Supplied records:
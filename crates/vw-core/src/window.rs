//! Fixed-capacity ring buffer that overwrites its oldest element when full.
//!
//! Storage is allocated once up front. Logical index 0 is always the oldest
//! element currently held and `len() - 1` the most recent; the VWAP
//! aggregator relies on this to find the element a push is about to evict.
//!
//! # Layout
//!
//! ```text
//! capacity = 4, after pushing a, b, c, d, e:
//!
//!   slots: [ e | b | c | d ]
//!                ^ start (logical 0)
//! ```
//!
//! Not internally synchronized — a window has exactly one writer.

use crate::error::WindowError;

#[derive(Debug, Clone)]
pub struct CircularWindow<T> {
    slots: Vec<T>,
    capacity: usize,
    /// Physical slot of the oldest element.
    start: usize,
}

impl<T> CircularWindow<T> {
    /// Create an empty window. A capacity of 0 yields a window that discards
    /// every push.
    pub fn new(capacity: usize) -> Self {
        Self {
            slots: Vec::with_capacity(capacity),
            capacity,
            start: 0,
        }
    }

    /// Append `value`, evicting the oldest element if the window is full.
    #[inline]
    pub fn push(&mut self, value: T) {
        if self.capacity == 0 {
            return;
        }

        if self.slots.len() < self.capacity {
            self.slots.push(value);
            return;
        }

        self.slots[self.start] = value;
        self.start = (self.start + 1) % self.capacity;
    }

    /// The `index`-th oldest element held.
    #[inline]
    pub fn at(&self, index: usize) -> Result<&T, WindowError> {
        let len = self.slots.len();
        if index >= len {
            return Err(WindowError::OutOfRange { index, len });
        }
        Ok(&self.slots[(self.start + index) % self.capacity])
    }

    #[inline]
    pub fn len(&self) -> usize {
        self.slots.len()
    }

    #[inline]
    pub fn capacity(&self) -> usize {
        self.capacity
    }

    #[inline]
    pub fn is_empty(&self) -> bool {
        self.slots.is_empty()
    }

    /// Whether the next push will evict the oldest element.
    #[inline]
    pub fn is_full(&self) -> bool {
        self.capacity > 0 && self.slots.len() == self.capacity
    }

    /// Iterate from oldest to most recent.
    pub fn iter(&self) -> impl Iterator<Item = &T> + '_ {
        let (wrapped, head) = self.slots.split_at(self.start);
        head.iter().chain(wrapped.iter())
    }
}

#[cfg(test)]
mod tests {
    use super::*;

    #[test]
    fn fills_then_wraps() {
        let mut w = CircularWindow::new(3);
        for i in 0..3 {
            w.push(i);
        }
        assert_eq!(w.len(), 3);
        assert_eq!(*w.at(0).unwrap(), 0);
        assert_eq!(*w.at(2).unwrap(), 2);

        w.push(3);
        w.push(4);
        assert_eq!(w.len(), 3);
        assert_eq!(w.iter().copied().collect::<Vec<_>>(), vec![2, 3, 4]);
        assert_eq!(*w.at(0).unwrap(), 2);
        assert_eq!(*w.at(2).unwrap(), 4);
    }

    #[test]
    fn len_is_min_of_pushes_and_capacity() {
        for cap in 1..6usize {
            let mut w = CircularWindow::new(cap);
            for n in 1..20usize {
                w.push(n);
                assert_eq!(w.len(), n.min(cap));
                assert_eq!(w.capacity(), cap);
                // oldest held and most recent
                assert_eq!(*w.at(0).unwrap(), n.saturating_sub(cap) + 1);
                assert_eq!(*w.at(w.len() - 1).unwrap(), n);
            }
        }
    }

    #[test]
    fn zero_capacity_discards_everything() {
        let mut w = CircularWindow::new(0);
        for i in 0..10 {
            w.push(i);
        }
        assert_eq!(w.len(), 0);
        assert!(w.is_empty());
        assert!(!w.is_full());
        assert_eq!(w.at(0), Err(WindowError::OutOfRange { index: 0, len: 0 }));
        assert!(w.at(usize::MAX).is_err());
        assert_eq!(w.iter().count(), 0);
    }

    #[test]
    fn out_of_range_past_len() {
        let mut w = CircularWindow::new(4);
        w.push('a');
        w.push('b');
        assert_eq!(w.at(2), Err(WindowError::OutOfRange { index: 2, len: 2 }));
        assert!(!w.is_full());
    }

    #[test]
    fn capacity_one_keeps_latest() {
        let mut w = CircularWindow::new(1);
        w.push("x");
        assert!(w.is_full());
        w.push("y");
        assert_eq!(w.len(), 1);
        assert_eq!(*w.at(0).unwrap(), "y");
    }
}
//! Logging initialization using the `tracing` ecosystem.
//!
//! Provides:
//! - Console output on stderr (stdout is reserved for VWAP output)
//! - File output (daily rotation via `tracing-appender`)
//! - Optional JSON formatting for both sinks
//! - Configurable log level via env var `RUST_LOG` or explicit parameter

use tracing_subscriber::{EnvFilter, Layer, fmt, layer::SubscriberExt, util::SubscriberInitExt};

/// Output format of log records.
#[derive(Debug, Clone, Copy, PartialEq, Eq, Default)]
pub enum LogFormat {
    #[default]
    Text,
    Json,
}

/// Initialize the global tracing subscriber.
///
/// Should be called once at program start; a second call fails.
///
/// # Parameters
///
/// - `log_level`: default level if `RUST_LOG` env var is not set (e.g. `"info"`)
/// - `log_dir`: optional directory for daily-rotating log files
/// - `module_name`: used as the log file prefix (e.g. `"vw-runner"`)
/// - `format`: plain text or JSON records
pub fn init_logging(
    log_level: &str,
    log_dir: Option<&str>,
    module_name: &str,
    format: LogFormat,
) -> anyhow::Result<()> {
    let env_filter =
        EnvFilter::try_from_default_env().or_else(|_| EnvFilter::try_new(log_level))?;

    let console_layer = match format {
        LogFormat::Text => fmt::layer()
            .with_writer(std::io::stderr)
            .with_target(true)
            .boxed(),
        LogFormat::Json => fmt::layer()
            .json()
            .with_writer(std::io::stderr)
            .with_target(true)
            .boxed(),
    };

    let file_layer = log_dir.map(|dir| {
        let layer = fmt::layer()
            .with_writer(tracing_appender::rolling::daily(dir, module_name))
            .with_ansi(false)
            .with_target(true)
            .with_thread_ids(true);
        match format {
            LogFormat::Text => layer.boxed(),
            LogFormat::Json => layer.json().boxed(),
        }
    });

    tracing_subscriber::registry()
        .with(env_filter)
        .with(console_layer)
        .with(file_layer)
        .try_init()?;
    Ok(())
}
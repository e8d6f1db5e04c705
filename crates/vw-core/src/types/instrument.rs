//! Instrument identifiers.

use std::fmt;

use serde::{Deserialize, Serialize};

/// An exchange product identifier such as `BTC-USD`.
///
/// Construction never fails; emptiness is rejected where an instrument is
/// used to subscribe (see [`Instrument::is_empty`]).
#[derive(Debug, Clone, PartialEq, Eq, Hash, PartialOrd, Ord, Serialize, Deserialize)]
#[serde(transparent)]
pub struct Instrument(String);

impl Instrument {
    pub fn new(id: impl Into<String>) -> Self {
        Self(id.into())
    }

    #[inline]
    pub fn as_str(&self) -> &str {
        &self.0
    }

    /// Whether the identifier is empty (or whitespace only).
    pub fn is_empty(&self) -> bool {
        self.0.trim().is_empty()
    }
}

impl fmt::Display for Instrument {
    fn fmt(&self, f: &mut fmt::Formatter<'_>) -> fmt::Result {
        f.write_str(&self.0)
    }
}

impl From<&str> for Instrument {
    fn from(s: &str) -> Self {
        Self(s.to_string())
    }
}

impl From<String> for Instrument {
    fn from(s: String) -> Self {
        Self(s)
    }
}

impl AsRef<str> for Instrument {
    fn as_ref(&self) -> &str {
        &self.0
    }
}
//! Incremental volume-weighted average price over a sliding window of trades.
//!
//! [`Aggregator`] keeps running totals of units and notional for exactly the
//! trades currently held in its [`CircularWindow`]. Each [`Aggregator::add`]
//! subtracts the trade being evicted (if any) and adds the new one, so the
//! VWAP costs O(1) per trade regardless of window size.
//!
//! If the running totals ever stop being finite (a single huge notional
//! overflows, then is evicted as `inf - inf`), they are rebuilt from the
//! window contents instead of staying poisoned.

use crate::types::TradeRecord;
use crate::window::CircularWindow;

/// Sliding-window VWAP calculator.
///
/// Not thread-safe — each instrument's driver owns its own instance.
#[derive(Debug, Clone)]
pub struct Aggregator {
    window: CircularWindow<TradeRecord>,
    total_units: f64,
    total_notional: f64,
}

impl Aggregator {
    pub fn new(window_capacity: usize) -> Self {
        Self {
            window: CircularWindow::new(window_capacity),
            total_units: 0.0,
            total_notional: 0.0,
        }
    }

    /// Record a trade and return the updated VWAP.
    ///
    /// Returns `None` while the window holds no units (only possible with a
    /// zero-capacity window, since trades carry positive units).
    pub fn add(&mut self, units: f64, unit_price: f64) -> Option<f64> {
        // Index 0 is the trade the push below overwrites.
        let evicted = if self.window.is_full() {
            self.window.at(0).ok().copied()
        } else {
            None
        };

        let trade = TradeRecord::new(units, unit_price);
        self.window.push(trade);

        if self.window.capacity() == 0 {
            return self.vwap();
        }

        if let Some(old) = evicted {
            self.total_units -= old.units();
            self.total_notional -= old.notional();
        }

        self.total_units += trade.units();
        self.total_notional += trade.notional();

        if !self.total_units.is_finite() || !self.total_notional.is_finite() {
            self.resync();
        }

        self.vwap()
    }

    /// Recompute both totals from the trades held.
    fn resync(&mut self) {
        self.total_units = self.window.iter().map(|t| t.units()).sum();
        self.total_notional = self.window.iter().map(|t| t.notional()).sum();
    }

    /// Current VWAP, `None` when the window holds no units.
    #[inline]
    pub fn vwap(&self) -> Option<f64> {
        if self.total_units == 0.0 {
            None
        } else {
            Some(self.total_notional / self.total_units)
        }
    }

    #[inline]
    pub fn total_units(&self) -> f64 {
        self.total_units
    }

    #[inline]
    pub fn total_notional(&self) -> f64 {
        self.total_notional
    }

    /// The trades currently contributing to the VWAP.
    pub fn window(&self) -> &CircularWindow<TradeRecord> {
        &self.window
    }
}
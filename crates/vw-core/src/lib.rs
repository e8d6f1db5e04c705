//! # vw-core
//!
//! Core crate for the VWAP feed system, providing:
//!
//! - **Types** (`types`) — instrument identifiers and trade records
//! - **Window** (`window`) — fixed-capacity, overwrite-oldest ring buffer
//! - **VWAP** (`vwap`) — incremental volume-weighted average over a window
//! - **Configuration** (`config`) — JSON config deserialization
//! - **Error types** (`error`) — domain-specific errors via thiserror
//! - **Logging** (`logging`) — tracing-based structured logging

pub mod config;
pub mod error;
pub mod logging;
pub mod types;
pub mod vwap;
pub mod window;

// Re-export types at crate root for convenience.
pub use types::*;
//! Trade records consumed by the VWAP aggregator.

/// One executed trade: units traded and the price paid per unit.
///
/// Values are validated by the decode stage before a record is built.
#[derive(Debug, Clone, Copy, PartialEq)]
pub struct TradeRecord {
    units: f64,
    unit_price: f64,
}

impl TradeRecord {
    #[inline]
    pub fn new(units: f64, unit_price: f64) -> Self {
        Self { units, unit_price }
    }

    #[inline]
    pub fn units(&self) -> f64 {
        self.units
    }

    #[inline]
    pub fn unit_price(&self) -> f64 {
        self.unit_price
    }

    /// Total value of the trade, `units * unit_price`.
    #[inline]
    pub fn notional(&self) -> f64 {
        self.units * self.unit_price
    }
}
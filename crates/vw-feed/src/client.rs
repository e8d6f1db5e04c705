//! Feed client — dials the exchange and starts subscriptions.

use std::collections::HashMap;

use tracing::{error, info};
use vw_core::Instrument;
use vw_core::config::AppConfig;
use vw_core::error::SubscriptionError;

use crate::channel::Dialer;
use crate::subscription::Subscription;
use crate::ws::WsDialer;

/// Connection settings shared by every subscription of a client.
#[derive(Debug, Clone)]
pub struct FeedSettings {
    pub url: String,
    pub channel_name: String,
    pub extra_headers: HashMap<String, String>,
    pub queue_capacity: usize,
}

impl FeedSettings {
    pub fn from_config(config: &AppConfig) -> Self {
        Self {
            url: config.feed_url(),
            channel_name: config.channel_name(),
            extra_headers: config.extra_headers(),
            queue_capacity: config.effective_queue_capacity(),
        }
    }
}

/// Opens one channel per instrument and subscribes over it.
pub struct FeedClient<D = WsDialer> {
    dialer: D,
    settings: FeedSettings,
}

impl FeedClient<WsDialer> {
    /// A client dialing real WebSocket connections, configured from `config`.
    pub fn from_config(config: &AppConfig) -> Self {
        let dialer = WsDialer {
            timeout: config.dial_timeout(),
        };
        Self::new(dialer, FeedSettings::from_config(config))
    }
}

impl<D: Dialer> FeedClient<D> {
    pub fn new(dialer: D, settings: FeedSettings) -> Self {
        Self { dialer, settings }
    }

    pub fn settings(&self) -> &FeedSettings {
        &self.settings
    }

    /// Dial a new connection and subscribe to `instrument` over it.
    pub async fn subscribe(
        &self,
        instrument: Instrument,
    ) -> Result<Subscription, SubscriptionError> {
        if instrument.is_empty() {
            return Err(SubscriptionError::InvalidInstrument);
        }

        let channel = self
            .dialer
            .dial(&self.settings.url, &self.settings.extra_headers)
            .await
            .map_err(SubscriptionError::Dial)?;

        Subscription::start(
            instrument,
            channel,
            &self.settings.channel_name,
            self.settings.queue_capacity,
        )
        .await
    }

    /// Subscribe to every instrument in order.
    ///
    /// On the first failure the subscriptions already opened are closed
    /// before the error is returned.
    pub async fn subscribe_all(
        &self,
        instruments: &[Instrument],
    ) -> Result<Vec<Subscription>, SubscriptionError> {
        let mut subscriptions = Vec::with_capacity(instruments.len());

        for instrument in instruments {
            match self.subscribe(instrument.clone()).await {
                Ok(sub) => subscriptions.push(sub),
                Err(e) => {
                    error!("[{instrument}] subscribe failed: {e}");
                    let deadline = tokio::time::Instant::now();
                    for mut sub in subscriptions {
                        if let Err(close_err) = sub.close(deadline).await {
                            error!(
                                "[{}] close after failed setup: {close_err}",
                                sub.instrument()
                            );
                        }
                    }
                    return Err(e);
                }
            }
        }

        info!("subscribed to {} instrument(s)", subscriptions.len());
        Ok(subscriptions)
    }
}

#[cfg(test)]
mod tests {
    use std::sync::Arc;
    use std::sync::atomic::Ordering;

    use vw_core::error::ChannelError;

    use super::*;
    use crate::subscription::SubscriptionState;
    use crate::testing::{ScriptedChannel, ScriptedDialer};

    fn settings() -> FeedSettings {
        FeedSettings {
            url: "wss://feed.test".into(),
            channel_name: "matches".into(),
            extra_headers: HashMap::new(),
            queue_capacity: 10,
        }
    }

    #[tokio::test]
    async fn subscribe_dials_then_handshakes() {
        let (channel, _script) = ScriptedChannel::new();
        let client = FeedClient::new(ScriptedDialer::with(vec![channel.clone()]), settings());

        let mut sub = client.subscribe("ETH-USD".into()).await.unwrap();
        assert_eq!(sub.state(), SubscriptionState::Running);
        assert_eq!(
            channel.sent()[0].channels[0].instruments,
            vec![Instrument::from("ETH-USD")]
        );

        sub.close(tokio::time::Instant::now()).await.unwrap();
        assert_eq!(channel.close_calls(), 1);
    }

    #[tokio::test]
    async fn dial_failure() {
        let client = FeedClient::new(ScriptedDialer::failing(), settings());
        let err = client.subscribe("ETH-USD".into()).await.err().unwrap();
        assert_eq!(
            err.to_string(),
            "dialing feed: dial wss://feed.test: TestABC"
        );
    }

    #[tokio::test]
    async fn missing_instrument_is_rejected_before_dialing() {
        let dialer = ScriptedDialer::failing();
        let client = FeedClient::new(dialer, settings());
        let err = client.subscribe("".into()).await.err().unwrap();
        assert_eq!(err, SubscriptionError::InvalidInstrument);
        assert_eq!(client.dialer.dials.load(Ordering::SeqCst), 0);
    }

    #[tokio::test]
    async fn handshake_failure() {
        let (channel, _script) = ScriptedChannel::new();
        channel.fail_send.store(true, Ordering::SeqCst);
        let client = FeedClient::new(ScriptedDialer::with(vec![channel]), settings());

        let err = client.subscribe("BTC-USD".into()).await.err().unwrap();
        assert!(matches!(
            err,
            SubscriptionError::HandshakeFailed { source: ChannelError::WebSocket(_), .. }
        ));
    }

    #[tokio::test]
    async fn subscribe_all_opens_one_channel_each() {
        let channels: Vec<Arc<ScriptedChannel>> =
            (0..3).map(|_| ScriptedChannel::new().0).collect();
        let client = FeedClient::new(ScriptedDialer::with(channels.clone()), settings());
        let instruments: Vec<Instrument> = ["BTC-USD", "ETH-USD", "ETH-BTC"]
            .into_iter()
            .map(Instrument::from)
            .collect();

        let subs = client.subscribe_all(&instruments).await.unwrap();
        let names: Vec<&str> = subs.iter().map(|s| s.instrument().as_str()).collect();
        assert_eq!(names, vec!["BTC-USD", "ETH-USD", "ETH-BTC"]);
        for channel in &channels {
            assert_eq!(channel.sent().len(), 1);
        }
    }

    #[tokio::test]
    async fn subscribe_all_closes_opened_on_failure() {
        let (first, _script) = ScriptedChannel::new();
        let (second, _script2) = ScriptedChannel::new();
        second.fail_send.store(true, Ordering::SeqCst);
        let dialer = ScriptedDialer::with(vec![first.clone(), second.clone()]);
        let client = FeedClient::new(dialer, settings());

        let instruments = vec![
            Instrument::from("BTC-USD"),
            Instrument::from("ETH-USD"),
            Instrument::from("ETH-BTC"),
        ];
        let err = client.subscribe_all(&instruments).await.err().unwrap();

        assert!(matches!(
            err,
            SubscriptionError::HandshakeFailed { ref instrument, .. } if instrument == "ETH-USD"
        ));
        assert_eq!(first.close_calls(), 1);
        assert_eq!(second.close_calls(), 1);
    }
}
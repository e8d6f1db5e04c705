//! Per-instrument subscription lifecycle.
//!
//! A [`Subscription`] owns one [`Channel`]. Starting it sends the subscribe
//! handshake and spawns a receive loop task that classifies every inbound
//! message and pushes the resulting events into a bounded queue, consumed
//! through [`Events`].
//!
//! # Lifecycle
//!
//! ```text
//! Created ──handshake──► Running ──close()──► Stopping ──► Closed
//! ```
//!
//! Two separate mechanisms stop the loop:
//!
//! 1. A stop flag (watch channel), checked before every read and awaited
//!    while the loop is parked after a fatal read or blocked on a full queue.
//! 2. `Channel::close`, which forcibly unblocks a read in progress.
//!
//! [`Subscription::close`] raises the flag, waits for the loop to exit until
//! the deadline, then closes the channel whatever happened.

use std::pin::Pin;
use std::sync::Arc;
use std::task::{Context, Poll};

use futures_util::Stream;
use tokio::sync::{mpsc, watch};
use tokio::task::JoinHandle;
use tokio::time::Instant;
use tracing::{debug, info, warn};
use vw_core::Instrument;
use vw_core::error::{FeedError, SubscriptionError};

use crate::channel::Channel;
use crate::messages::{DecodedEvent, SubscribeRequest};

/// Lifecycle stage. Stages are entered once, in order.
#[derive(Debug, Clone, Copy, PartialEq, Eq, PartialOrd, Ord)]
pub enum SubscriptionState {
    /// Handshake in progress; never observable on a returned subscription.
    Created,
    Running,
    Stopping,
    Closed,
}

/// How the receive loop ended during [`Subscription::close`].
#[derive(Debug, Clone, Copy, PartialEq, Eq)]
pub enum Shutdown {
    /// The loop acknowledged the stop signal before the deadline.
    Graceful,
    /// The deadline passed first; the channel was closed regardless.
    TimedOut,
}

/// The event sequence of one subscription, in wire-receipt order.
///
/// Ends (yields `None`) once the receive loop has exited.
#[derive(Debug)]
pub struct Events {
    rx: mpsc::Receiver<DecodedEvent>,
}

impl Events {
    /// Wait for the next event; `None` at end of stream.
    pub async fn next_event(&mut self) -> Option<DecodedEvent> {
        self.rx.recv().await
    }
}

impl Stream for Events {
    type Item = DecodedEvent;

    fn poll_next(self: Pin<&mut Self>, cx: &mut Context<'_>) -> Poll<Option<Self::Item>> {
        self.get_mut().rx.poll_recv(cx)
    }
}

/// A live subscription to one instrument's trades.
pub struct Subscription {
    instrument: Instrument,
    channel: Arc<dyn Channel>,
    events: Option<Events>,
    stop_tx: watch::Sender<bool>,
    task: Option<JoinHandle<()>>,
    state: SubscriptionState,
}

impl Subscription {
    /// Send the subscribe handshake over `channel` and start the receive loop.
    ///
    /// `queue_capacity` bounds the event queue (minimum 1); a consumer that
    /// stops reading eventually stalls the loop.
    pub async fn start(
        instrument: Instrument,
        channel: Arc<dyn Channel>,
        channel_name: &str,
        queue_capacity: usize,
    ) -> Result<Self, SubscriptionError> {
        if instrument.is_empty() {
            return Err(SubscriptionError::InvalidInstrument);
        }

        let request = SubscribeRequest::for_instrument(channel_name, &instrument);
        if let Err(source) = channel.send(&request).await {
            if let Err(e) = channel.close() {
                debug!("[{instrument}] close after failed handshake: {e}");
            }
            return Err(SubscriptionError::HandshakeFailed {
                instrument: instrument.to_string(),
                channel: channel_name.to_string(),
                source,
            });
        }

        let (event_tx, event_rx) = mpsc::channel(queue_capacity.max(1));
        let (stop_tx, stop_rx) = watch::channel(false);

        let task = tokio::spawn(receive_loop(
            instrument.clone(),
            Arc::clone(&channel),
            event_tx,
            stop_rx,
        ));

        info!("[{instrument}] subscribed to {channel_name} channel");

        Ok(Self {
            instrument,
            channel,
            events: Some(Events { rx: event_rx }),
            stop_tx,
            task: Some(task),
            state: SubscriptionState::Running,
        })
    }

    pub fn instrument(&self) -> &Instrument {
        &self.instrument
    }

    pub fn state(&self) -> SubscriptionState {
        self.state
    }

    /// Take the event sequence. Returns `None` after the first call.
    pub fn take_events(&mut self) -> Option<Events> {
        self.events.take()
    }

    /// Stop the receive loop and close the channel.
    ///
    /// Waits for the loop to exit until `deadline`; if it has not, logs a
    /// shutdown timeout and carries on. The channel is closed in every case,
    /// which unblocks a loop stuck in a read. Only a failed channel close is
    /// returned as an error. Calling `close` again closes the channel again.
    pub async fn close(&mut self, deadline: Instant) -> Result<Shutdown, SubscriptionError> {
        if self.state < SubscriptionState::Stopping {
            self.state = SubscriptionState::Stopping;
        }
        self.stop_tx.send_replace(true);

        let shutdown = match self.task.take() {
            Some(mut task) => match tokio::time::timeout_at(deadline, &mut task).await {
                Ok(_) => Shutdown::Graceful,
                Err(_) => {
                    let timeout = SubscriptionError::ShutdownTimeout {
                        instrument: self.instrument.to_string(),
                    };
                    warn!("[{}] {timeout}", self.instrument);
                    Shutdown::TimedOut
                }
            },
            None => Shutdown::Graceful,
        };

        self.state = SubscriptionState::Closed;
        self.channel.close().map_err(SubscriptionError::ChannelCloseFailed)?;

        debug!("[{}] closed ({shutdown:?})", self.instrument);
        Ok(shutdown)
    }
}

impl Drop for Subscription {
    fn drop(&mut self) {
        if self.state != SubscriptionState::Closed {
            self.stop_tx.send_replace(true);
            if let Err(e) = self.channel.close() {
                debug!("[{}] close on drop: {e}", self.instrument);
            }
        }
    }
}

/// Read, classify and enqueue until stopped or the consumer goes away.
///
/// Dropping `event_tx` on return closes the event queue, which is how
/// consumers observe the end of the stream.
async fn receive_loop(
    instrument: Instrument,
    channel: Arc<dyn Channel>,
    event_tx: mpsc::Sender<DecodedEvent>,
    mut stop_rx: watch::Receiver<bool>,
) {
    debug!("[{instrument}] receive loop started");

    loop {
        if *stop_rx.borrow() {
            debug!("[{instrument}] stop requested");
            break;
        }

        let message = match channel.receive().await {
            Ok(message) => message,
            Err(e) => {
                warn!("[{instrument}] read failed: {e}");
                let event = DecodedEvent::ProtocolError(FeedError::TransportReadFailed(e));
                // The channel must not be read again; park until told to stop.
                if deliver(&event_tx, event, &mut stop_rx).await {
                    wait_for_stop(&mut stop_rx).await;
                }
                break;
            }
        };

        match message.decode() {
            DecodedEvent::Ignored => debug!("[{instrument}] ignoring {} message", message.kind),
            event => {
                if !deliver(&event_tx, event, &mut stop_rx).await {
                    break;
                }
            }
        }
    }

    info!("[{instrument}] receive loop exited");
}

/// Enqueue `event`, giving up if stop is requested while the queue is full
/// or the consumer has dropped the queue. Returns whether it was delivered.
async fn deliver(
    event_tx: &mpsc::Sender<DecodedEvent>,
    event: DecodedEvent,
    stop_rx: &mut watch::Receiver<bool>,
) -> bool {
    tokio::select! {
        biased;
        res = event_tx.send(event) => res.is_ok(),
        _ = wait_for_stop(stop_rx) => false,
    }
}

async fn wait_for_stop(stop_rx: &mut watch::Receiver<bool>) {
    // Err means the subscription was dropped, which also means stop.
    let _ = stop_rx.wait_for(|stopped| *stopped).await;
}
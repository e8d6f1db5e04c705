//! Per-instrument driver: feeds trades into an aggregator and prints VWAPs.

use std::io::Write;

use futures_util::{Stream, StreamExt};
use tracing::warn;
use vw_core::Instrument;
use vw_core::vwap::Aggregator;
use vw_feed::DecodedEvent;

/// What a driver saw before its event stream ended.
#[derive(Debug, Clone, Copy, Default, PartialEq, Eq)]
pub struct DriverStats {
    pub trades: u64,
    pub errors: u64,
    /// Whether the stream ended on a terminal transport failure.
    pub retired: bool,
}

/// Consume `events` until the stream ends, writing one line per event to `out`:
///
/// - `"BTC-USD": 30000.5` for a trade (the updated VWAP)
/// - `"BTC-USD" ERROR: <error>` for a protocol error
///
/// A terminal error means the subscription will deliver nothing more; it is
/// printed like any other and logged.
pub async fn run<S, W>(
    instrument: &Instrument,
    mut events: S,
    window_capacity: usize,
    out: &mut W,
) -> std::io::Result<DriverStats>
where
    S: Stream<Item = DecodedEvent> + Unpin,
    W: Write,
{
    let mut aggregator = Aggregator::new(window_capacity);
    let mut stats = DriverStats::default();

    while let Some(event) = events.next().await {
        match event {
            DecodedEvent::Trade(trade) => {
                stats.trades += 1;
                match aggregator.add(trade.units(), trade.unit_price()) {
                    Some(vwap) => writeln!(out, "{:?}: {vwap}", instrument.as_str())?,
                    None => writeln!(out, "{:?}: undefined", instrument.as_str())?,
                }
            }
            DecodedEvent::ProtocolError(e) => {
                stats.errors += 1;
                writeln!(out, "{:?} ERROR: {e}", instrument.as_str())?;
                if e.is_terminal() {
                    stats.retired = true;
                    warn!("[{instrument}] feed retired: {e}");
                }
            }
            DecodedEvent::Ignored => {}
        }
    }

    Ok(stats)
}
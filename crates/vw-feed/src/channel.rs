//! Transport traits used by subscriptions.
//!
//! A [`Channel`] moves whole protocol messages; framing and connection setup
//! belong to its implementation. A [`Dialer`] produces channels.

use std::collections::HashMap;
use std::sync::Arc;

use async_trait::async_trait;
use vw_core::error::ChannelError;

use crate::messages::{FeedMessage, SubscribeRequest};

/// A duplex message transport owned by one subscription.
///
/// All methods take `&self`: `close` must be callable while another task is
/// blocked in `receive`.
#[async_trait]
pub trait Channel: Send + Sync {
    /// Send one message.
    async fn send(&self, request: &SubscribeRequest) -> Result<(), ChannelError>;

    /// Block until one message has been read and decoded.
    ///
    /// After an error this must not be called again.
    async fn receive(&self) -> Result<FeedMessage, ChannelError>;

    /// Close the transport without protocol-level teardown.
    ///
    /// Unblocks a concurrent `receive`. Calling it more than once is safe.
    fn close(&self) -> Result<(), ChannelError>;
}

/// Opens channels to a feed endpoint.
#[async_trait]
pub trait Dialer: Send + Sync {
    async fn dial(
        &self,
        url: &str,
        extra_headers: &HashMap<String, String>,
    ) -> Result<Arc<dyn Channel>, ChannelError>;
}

Action item:
Starting at the line that contains "(or whitespace only)." and stopping after the line that contains "carry positive units).", write out every line exactly as it appears above, and no other line.

Problem solution:
    /// Whether the identifier is empty (or whitespace only).
    pub fn is_empty(&self) -> bool {
        self.0.trim().is_empty()
    }
}

impl fmt::Display for Instrument {
    fn fmt(&self, f: &mut fmt::Formatter<'_>) -> fmt::Result {
        f.write_str(&self.0)
    }
}

impl From<&str> for Instrument {
    fn from(s: &str) -> Self {
        Self(s.to_string())
    }
}

impl From<String> for Instrument {
    fn from(s: String) -> Self {
        Self(s)
    }
}

impl AsRef<str> for Instrument {
    fn as_ref(&self) -> &str {
        &self.0
    }
}
//! Incremental volume-weighted average price over a sliding window of trades.
//!
//! [`Aggregator`] keeps running totals of units and notional for exactly the
//! trades currently held in its [`CircularWindow`]. Each [`Aggregator::add`]
//! subtracts the trade being evicted (if any) and adds the new one, so the
//! VWAP costs O(1) per trade regardless of window size.
//!
//! If the running totals ever stop being finite (a single huge notional
//! overflows, then is evicted as `inf - inf`), they are rebuilt from the
//! window contents instead of staying poisoned.

use crate::types::TradeRecord;
use crate::window::CircularWindow;

/// Sliding-window VWAP calculator.
///
/// Not thread-safe — each instrument's driver owns its own instance.
#[derive(Debug, Clone)]
pub struct Aggregator {
    window: CircularWindow<TradeRecord>,
    total_units: f64,
    total_notional: f64,
}

impl Aggregator {
    pub fn new(window_capacity: usize) -> Self {
        Self {
            window: CircularWindow::new(window_capacity),
            total_units: 0.0,
            total_notional: 0.0,
        }
    }

    /// Record a trade and return the updated VWAP.
    ///
    /// Returns `None` while the window holds no units (only possible with a
    /// zero-capacity window, since trades carry positive units).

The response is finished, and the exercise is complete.